▸ **Your assignment**:
Find the lines in the records that carry the word "satoshis". Copy each one.

(Saved entries)
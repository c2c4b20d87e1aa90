//! Campaign form payload with uniform field access.
//!
//! `FormField`/`FieldValue` give the sync coordinator and the conflict policy
//! table a single, type-checked way to read and write any field without
//! per-field branching.

use std::fmt;
use std::str::FromStr;

use serde::{Deserialize, Serialize};

use crate::error::{Error, Result};

/// The flat business payload of one campaign draft
#[derive(Debug, Clone, Default, PartialEq, Eq, Serialize, Deserialize)]
pub struct CampaignFormData {
    pub title: String,
    pub description: String,
    pub bitcoin_address: String,
    pub lightning_address: String,
    pub website_url: String,
    /// Funding goal in satoshis
    pub goal_amount: u64,
    pub categories: Vec<String>,
    pub images: Vec<String>,
    pub tags: Vec<String>,
}

/// Names of the form fields, used for uniform access and conflict tracking
#[derive(Debug, Clone, Copy, PartialEq, Eq, Hash, Serialize, Deserialize)]
#[serde(rename_all = "snake_case")]
pub enum FormField {
    Title,
    Description,
    BitcoinAddress,
    LightningAddress,
    WebsiteUrl,
    GoalAmount,
    Categories,
    Images,
    Tags,
}

impl FormField {
    /// Every field, in declaration order
    pub const ALL: [Self; 9] = [
        Self::Title,
        Self::Description,
        Self::BitcoinAddress,
        Self::LightningAddress,
        Self::WebsiteUrl,
        Self::GoalAmount,
        Self::Categories,
        Self::Images,
        Self::Tags,
    ];

    /// Fields compared during conflict detection.
    ///
    /// Media references are excluded: they merge trivially by upsert and a
    /// byte-wise comparison of attachment lists would only produce noise.
    pub const TRACKED: [Self; 8] = [
        Self::Title,
        Self::Description,
        Self::BitcoinAddress,
        Self::LightningAddress,
        Self::WebsiteUrl,
        Self::GoalAmount,
        Self::Categories,
        Self::Tags,
    ];

    /// Snake-case name as it appears on the wire and in event payloads
    pub const fn as_str(self) -> &'static str {
        match self {
            Self::Title => "title",
            Self::Description => "description",
            Self::BitcoinAddress => "bitcoin_address",
            Self::LightningAddress => "lightning_address",
            Self::WebsiteUrl => "website_url",
            Self::GoalAmount => "goal_amount",
            Self::Categories => "categories",
            Self::Images => "images",
            Self::Tags => "tags",
        }
    }
}

impl fmt::Display for FormField {
    fn fmt(&self, f: &mut fmt::Formatter<'_>) -> fmt::Result {
        f.write_str(self.as_str())
    }
}

impl FromStr for FormField {
    type Err = Error;

    fn from_str(s: &str) -> Result<Self> {
        FormField::ALL
            .into_iter()
            .find(|field| field.as_str() == s)
            .ok_or_else(|| Error::InvalidInput(format!("unknown form field: {s}")))
    }
}

/// A dynamically-typed field value, structurally comparable across copies
#[derive(Debug, Clone, PartialEq, Eq, Serialize, Deserialize)]
#[serde(untagged)]
pub enum FieldValue {
    Text(String),
    Amount(u64),
    List(Vec<String>),
}

impl FieldValue {
    /// Character length of a text value, zero for other variants
    pub fn text_len(&self) -> usize {
        match self {
            Self::Text(text) => text.chars().count(),
            Self::Amount(_) | Self::List(_) => 0,
        }
    }

    /// Whether the value counts as "filled in" for completion tracking
    pub fn is_present(&self) -> bool {
        match self {
            Self::Text(text) => !text.trim().is_empty(),
            Self::Amount(amount) => *amount > 0,
            Self::List(items) => !items.is_empty(),
        }
    }

    /// Parse raw user input into the value shape `field` expects.
    ///
    /// List fields split on commas; amounts parse as whole satoshis.
    pub fn parse_for(field: FormField, raw: &str) -> Result<Self> {
        match field {
            FormField::GoalAmount => raw
                .trim()
                .parse::<u64>()
                .map(Self::Amount)
                .map_err(|_| Error::InvalidInput(format!("invalid amount: {raw}"))),
            FormField::Categories | FormField::Images | FormField::Tags => Ok(Self::List(
                raw.split(',')
                    .map(str::trim)
                    .filter(|item| !item.is_empty())
                    .map(ToString::to_string)
                    .collect(),
            )),
            _ => Ok(Self::Text(raw.to_string())),
        }
    }
}

impl From<&str> for FieldValue {
    fn from(value: &str) -> Self {
        Self::Text(value.to_string())
    }
}

impl From<String> for FieldValue {
    fn from(value: String) -> Self {
        Self::Text(value)
    }
}

impl From<u64> for FieldValue {
    fn from(value: u64) -> Self {
        Self::Amount(value)
    }
}

impl From<Vec<String>> for FieldValue {
    fn from(value: Vec<String>) -> Self {
        Self::List(value)
    }
}

impl CampaignFormData {
    /// Read one field as a [`FieldValue`]
    pub fn get(&self, field: FormField) -> FieldValue {
        match field {
            FormField::Title => FieldValue::Text(self.title.clone()),
            FormField::Description => FieldValue::Text(self.description.clone()),
            FormField::BitcoinAddress => FieldValue::Text(self.bitcoin_address.clone()),
            FormField::LightningAddress => FieldValue::Text(self.lightning_address.clone()),
            FormField::WebsiteUrl => FieldValue::Text(self.website_url.clone()),
            FormField::GoalAmount => FieldValue::Amount(self.goal_amount),
            FormField::Categories => FieldValue::List(self.categories.clone()),
            FormField::Images => FieldValue::List(self.images.clone()),
            FormField::Tags => FieldValue::List(self.tags.clone()),
        }
    }

    /// Write one field, rejecting values of the wrong shape
    pub fn set(&mut self, field: FormField, value: FieldValue) -> Result<()> {
        match (field, value) {
            (FormField::Title, FieldValue::Text(text)) => self.title = text,
            (FormField::Description, FieldValue::Text(text)) => self.description = text,
            (FormField::BitcoinAddress, FieldValue::Text(text)) => self.bitcoin_address = text,
            (FormField::LightningAddress, FieldValue::Text(text)) => self.lightning_address = text,
            (FormField::WebsiteUrl, FieldValue::Text(text)) => self.website_url = text,
            (FormField::GoalAmount, FieldValue::Amount(amount)) => self.goal_amount = amount,
            (FormField::Categories, FieldValue::List(items)) => self.categories = items,
            (FormField::Images, FieldValue::List(items)) => self.images = items,
            (FormField::Tags, FieldValue::List(items)) => self.tags = items,
            (field, value) => {
                return Err(Error::InvalidInput(format!(
                    "field {field} cannot hold {value:?}"
                )))
            }
        }
        Ok(())
    }
}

▸ **Answer to the exercise**:
    /// Funding goal in satoshis
    /// List fields split on commas; amounts parse as whole satoshis.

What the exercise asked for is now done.